## [About this task]
When the word "layer" shows up in a line of the data below, copy that whole line.

## [Stored dataset items]
────────
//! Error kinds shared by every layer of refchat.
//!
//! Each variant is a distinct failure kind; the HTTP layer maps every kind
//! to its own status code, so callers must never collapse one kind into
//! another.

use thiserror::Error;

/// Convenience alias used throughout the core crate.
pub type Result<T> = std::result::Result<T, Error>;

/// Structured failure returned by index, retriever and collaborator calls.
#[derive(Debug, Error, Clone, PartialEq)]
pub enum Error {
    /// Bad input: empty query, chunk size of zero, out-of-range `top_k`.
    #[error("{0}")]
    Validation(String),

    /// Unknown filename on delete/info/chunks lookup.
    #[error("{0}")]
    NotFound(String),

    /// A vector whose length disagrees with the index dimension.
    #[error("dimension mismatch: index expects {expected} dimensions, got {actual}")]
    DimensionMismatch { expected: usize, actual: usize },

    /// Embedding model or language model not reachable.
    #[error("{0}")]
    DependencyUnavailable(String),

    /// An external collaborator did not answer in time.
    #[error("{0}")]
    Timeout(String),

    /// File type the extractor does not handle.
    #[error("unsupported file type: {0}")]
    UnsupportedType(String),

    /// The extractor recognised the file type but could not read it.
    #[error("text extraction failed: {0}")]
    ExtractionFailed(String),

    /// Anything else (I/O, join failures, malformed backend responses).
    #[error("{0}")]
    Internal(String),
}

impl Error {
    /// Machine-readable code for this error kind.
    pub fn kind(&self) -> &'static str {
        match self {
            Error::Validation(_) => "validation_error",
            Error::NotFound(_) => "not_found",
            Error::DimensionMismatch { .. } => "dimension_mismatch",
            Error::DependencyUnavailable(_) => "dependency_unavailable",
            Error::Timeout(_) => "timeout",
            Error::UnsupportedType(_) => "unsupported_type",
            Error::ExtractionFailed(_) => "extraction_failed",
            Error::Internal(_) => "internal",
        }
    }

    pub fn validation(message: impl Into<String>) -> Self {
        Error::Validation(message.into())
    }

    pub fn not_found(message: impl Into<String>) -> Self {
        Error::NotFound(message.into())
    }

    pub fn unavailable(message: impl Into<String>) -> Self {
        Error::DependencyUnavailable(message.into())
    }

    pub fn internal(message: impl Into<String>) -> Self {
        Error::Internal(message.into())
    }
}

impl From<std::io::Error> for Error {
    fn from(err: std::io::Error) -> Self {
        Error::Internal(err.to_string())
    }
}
────────
## [Answer to this task]
//! Error kinds shared by every layer of refchat.
//! Each variant is a distinct failure kind; the HTTP layer maps every kind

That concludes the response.